Kimmi,
Im so sorry to hear of you struggling, but I want to say to you also, that it is all so incredibly normal. You sound like a very giving and caring friend, and that you have been there for your friends with BC. Kimmi, in majority of cases you wouldnt detect anything even checking. Ive had it twice now, and both times no lumps nothing. Incredibly mentally disturbing. When I first had diagnosis in 2011, I urged work colleagues to get checked, thankfully 2 friends had BC and were caught early. There are sooooo many people I know who havent been checked at all. The other thing is I think too, there are sooo many women walking around with it and dont even know. So I say, thankfully you found it when you did, and now you have the chance to treat it. Its normal to want to blame people, situations whatever it may be, but Ive learnt the hard way through going through a multitude of emotions that all I have is this moment, and only I now have the control to do one thing at a time. I dont look back and I dont look forward. Chemo is incredibly hard and Ive always been a very strong independent woman...but this broke me as it was a recurrence. I can admit it...Im human and I dont apologize to anyone for that.

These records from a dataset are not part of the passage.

//! Simple text-based dashboard rendering
//!
//! Everything here is a pure function of its inputs; nothing writes to the
//! terminal.

use crate::metrics::{DiskUsage, MetricKind, MetricSample};
use crate::platform::format_bytes;

/// Bar geometry and glyphs.
#[derive(Debug, Clone, Copy, PartialEq, Eq)]
pub struct BarStyle {
    pub width: usize,
    pub filled: char,
    pub empty: char,
}

impl Default for BarStyle {
    fn default() -> Self {
        Self {
            width: 50,
            filled: '█',
            empty: '░',
        }
    }
}

/// Number of filled cells for `percent` on a bar of `width` cells.
///
/// `floor(percent / 100 * width)`, clamped to `[0, width]`; NaN counts as 0.
pub fn filled_cells(percent: f64, width: usize) -> usize {
    let cells = (percent / 100.0 * width as f64).floor();
    if cells.is_nan() || cells <= 0.0 {
        0
    } else if cells >= width as f64 {
        width
    } else {
        cells as usize
    }
}

/// Render the bar body without brackets or readout.
pub fn render_bar(percent: f64, style: &BarStyle) -> String {
    let filled = filled_cells(percent, style.width);
    let mut bar = String::with_capacity(style.width * 3);
    bar.extend(std::iter::repeat(style.filled).take(filled));
    bar.extend(std::iter::repeat(style.empty).take(style.width - filled));
    bar
}

/// What the monitor should draw for one sample.
#[derive(Debug, Clone, PartialEq, Eq)]
pub enum Screen {
    /// Overwrite the current line in place
    Line(String),
    /// Clear the screen and draw these lines
    Page(Vec<String>),
}

/// CPU readout: `CPU Usage:  25.0% [██░░…]`
pub fn cpu_line(sample: &MetricSample, style: &BarStyle) -> String {
    format!(
        "CPU Usage: {:5.1}% [{}]",
        sample.percent,
        render_bar(sample.percent, style)
    )
}

/// Full-screen page for a byte-based metric (memory or one disk).
pub fn usage_page(title: &str, hint: &str, sample: &MetricSample, style: &BarStyle) -> Vec<String> {
    let mut lines = vec![
        format!("=== {} ===", title),
        hint.to_string(),
        String::new(),
        format!(
            "Usage: [{}] {:.2}%",
            render_bar(sample.percent, style),
            sample.percent
        ),
        String::new(),
    ];
    if let (Some(total), Some(used), Some(free)) = (sample.total, sample.used, sample.free) {
        lines.push(format!("Total:     {}", format_bytes(total)));
        lines.push(format!("Used:      {}", format_bytes(used)));
        lines.push(format!("Available: {}", format_bytes(free)));
    }
    lines.push(format!("Updated:   {}", sample.taken_at.format("%H:%M:%S")));
    lines
}

/// Pick the layout for a sample of `kind`.
pub fn render_sample(
    kind: MetricKind,
    label: &str,
    sample: &MetricSample,
    style: &BarStyle,
    cancel_key: char,
) -> Screen {
    let hint = format!("Press {} to stop", cancel_key.to_ascii_uppercase());
    match kind {
        MetricKind::Cpu => Screen::Line(cpu_line(sample, style)),
        MetricKind::Memory => Screen::Page(usage_page("Memory Monitor", &hint, sample, style)),
        MetricKind::Disk => Screen::Page(usage_page(
            &format!("Disk Monitor: {}", label),
            &hint,
            sample,
            style,
        )),
    }
}

/// One-shot overview of every disk, with a warning under `warning_percent` free.
pub fn disk_report(disks: &[DiskUsage], style: &BarStyle, warning_percent: f64) -> Vec<String> {
    let mut lines = vec!["=== Disk Monitor ===".to_string(), String::new()];
    if disks.is_empty() {
        lines.push("No drives found.".to_string());
        return lines;
    }

    for disk in disks {
        if disk.total == 0 {
            lines.push(format!(
                "Drive {} ({}) is not ready.",
                disk.mount_point.display(),
                disk.name
            ));
            lines.push(String::new());
            continue;
        }

        let used_percent = disk.used_percent();
        lines.push(format!("Drive: {} ({})", disk.mount_point.display(), disk.name));
        lines.push(format!("  Total Size:    {}", format_bytes(disk.total)));
        lines.push(format!(
            "  Used Space:    {} ({:.2}%)",
            format_bytes(disk.used()),
            used_percent
        ));
        lines.push(format!(
            "  Free Space:    {} ({:.2}%)",
            format_bytes(disk.available.min(disk.total)),
            disk.free_percent()
        ));
        lines.push(format!(
            "  Usage: [{}] {:.2}% used",
            render_bar(used_percent, style),
            used_percent
        ));
        if disk.is_low_on_space(warning_percent) {
            lines.push("  WARNING: Free space is critically low!".to_string());
        }
        lines.push(String::new());
    }
    lines
}

#[cfg(test)]
mod tests {
    use super::*;
    use std::path::PathBuf;

    fn style(width: usize) -> BarStyle {
        BarStyle {
            width,
            filled: '#',
            empty: '-',
        }
    }

    #[test]
    fn test_filled_cells_matches_floor() {
        for width in [1usize, 7, 10, 50, 80] {
            for step in 0..=200 {
                let percent = step as f64 * 0.5;
                let filled = filled_cells(percent, width);
                assert_eq!(filled, (percent / 100.0 * width as f64).floor() as usize);

                let bar = render_bar(percent, &style(width));
                let empty = bar.chars().filter(|&c| c == '-').count();
                assert_eq!(bar.chars().filter(|&c| c == '#').count(), filled);
                assert_eq!(filled + empty, width);
            }
        }
    }

    #[test]
    fn test_filled_cells_clamps_out_of_range() {
        assert_eq!(filled_cells(-5.0, 50), 0);
        assert_eq!(filled_cells(-1e9, 50), 0);
        assert_eq!(filled_cells(100.1, 50), 50);
        assert_eq!(filled_cells(250.0, 50), 50);
        assert_eq!(filled_cells(f64::NAN, 50), 0);
        assert_eq!(filled_cells(f64::INFINITY, 50), 50);
        assert_eq!(render_bar(150.0, &style(4)), "####");
        assert_eq!(render_bar(-20.0, &style(4)), "----");
    }

    #[test]
    fn test_cpu_line_format() {
        let sample = MetricSample::percent(25.0);
        assert_eq!(
            cpu_line(&sample, &style(4)),
            "CPU Usage:  25.0% [#---]"
        );
        let sample = MetricSample::percent(7.24);
        assert!(cpu_line(&sample, &style(4)).starts_with("CPU Usage:   7.2% "));
    }

    #[test]
    fn test_memory_page_shows_totals() {
        let gib = 1024u64 * 1024 * 1024;
        let sample = MetricSample::from_totals(8 * gib, 2 * gib).unwrap();
        let screen = render_sample(MetricKind::Memory, "Memory", &sample, &style(8), 'q');

        let Screen::Page(lines) = screen else {
            panic!("memory should render a full page");
        };
        assert_eq!(lines[0], "=== Memory Monitor ===");
        assert_eq!(lines[1], "Press Q to stop");
        assert!(lines.contains(&"Usage: [######--] 75.00%".to_string()));
        assert!(lines.contains(&"Total:     8.00 GB".to_string()));
        assert!(lines.contains(&"Used:      6.00 GB".to_string()));
        assert!(lines.contains(&"Available: 2.00 GB".to_string()));
    }

    #[test]
    fn test_disk_page_titled_by_mount() {
        let sample = MetricSample::from_totals(1000, 250).unwrap();
        let screen = render_sample(MetricKind::Disk, "/home", &sample, &style(4), 'x');

        let Screen::Page(lines) = screen else {
            panic!("disk should render a full page");
        };
        assert_eq!(lines[0], "=== Disk Monitor: /home ===");
        assert_eq!(lines[1], "Press X to stop");
        assert!(lines.contains(&"Usage: [###-] 75.00%".to_string()));
        assert!(lines.contains(&"Used:      750 B".to_string()));
        assert!(lines.contains(&"Available: 250 B".to_string()));
    }

    #[test]
    fn test_cpu_renders_as_line() {
        let sample = MetricSample::percent(50.0);
        assert!(matches!(
            render_sample(MetricKind::Cpu, "CPU", &sample, &style(2), 'q'),
            Screen::Line(_)
        ));
    }

    #[test]
    fn test_disk_report_warns_on_low_space() {
        let disks = vec![
            DiskUsage {
                name: "nvme0n1p2".into(),
                mount_point: PathBuf::from("/"),
                total: 1000,
                available: 50,
            },
            DiskUsage {
                name: "sdb1".into(),
                mount_point: PathBuf::from("/data"),
                total: 1000,
                available: 500,
            },
        ];
        let lines = disk_report(&disks, &style(10), 10.0);
        let warnings = lines
            .iter()
            .filter(|l| l.contains("WARNING"))
            .count();
        assert_eq!(warnings, 1);
        assert!(lines.contains(&"  Used Space:    950 B (95.00%)".to_string()));
        assert!(lines.contains(&"  Usage: [#########-] 95.00% used".to_string()));
    }

    #[test]
    fn test_disk_report_empty_and_not_ready() {
        let lines = disk_report(&[], &style(10), 10.0);
        assert!(lines.contains(&"No drives found.".to_string()));

        let disks = vec![DiskUsage {
            name: "cdrom".into(),
            mount_point: PathBuf::from("/media/cd"),
            total: 0,
            available: 0,
        }];
        let lines = disk_report(&disks, &style(10), 10.0);
        assert!(lines[2].ends_with("is not ready."));
    }
}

I also have no support, only my Dad thats it really and Im a single parent. It is difficult when nobody gets this once strong woman crumbled in a million pieces, its an inner turmoil, that friends and family just cant help at all. Only people traveling your path, 'Get it'.
Psychologists are great too and I urge you to consider having some counselling, but obviously not all are suitable to your needs.
You can do this, you will get through it, even in my darkest days where I felt I could no longer, I did!!! You will find the strength one day at a time to get through, and not let this define you.